• Evaluation of Adjunctive Analgesics to Reduce Pediatric IV Morphine Requirements of Patients Cared for in the Emergency Department

      Phan, Hanna; Menke, Meghan; Phan, Hanna; College of Pharmacy, The University of Arizona (The University of Arizona., 2016)
      Objectives: Pain management in the pediatric population is crucial when providing emergency medical care, as inadequate pain control is a significant cause of morbidity and mortality. The use of adjunctive therapy can potentially decrease opioid requirements, thereby reducing potential opioid related adverse effects.

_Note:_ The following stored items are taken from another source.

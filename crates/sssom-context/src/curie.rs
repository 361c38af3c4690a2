//! Compact identifier (CURIE) expansion and contraction.
//!
//! Resolution is always done against an explicit [`PrefixMap`]. An identifier
//! that cannot be expanded is not an error here: partial prefix maps are the
//! normal state of real-world mapping sets, so callers choose the policy.

use std::sync::OnceLock;

use regex::Regex;

use crate::prefix_map::PrefixMap;

/// URI schemes that are absolute without a `//` authority part.
const OPAQUE_SCHEMES: [&str; 4] = ["urn", "mailto", "tag", "data"];

fn curie_pattern() -> &'static Regex {
    static PATTERN: OnceLock<Regex> = OnceLock::new();
    PATTERN.get_or_init(|| {
        Regex::new(r"^[A-Za-z0-9_][A-Za-z0-9_.\-]*:[A-Za-z0-9_]").expect("CURIE pattern is valid")
    })
}

fn is_scheme(s: &str) -> bool {
    let mut bytes = s.bytes();
    matches!(bytes.next(), Some(b) if b.is_ascii_alphabetic())
        && bytes.all(|b| b.is_ascii_alphanumeric() || b == b'+' || b == b'-' || b == b'.')
}

/// True for `scheme://...` URIs and the handful of opaque schemes in common use.
pub fn is_absolute_uri(s: &str) -> bool {
    match s.split_once(':') {
        Some((scheme, rest)) if is_scheme(scheme) => {
            rest.starts_with("//") || OPAQUE_SCHEMES.contains(&scheme.to_ascii_lowercase().as_str())
        }
        _ => false,
    }
}

/// True when `s` is shaped like `prefix:local` and is not an absolute URI.
pub fn is_curie(s: &str) -> bool {
    curie_pattern().is_match(s) && !is_absolute_uri(s)
}

/// Split `prefix:local` on the first separator.
pub fn split_curie(s: &str) -> Option<(&str, &str)> {
    let (prefix, local) = s.split_once(':')?;
    if prefix.is_empty() || local.starts_with("//") {
        return None;
    }
    Some((prefix, local))
}

/// The prefix component of a CURIE; `None` for URIs and anything unprefixed.
pub fn prefix_of(s: &str) -> Option<&str> {
    if !is_curie(s) {
        return None;
    }
    split_curie(s).map(|(prefix, _)| prefix)
}

/// Expand a CURIE against `prefix_map`.
///
/// Absolute URIs come back unchanged; identifiers whose prefix is unbound
/// yield `None`.
pub fn expand(id: &str, prefix_map: &PrefixMap) -> Option<String> {
    if let Some((prefix, local)) = split_curie(id) {
        if let Some(namespace) = prefix_map.get(prefix) {
            return Some(format!("{namespace}{local}"));
        }
    }
    if is_absolute_uri(id) {
        return Some(id.to_string());
    }
    None
}

/// Expand `id`, or log it as unresolved and return it as given.
pub fn expand_or_passthrough(id: &str, prefix_map: &PrefixMap) -> String {
    match expand(id, prefix_map) {
        Some(iri) => iri,
        None => {
            tracing::warn!(identifier = %id, "unable to expand identifier; passing it through");
            id.to_string()
        }
    }
}

/// Contract `uri` using the longest namespace in `prefix_map` it starts with.
///
/// Without a match the input is returned unchanged.
pub fn contract(uri: &str, prefix_map: &PrefixMap) -> String {
    let best = prefix_map
        .iter()
        .filter(|(_, namespace)| !namespace.is_empty() && uri.starts_with(namespace))
        .max_by_key(|(_, namespace)| namespace.len());

    match best {
        Some((prefix, namespace)) => format!("{prefix}:{}", &uri[namespace.len()..]),
        None => {
            if is_absolute_uri(uri) {
                tracing::warn!(
                    uri = %uri,
                    "no namespace in the prefix map matches; leaving URI uncontracted"
                );
            }
            uri.to_string()
        }
    }
}

#[cfg(test)]
mod tests {
    use super::*;

    fn obo() -> PrefixMap {
        [
            ("obo", "http://purl.obolibrary.org/obo/"),
            ("GO", "http://purl.obolibrary.org/obo/GO_"),
            ("skos", "http://www.w3.org/2004/02/skos/core#"),
        ]
        .into_iter()
        .collect()
    }

    #[test]
    fn recognises_curies_and_uris() {
        assert!(is_curie("GO:0008150"));
        assert!(is_curie("orcid:0000-0001-5839-2535"));
        assert!(is_curie("a.b:c"));
        assert!(!is_curie("http://purl.obolibrary.org/obo/GO_0008150"));
        assert!(!is_curie("urn:isbn:0451450523"));
        assert!(!is_curie("noColon"));
        assert!(!is_curie(":local"));

        assert!(is_absolute_uri("https://w3id.org/sssom/"));
        assert!(is_absolute_uri("urn:isbn:0451450523"));
        assert!(!is_absolute_uri("GO:0008150"));
        assert!(!is_absolute_uri("w3id.org/sssom/"));
    }

    #[test]
    fn prefix_of_ignores_uris() {
        assert_eq!(prefix_of("GO:0008150"), Some("GO"));
        assert_eq!(prefix_of("http://example.org/x"), None);
        assert_eq!(prefix_of("https://example.org/x"), None);
        assert_eq!(prefix_of("plain"), None);
    }

    #[test]
    fn expand_known_unknown_and_absolute() {
        let m = obo();
        assert_eq!(
            expand("GO:0008150", &m).as_deref(),
            Some("http://purl.obolibrary.org/obo/GO_0008150")
        );
        assert_eq!(
            expand("http://example.org/x", &m).as_deref(),
            Some("http://example.org/x")
        );
        assert_eq!(expand("HP:0000001", &m), None);
        assert_eq!(expand_or_passthrough("HP:0000001", &m), "HP:0000001");
    }

    #[test]
    fn contract_prefers_longest_namespace() {
        let m = obo();
        assert_eq!(
            contract("http://purl.obolibrary.org/obo/GO_0008150", &m),
            "GO:0008150"
        );
        assert_eq!(
            contract("http://purl.obolibrary.org/obo/HP_0000001", &m),
            "obo:HP_0000001"
        );
        assert_eq!(
            contract("http://example.org/unknown", &m),
            "http://example.org/unknown"
        );
    }

    #[test]
    fn contract_then_expand_is_identity_for_bound_namespaces() {
        let m = obo();
        let iri = "http://www.w3.org/2004/02/skos/core#exactMatch";
        let curie = contract(iri, &m);
        assert_eq!(curie, "skos:exactMatch");
        assert_eq!(expand(&curie, &m).as_deref(), Some(iri));
    }
}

The purpose of this study was to evaluate the use of adjunctive therapy and impact on morphine dose requirements for pediatric pain management in the emergency department (ED). Methods: This study was an IRB approved retrospective review of pediatric patients ages 1 to 18 years, who received intravenous (IV) morphine therapy in the ED. Patients were excluded based on opioid-tolerance (using opioids prior to ED visit), diagnosis of sickle cell disease, and oncologic disorders. Data collection included baseline demographics, medical diagnoses and comorbidities, morphine total dose by weight, type, dose by weight and frequency of adjunctive analgesia agents, and pain scores. Results: The use of adjunctive analgesia in addition to morphine did not reduce the total morphine doses given, repeat morphine dose requirements, admission rates, or length of stay but did increase the time to a repeat dose of morphine. In those patients who received adjunctive analgesia before morphine, we saw a statistically significant decrease in the total amount of morphine received, total morphine doses given, repeat morphine dose requirements, and admission rates. Conclusions: In pediatric patients who require pain management in the ED, adjunctive analgesia should be given before morphine to reduce the amount of morphine required.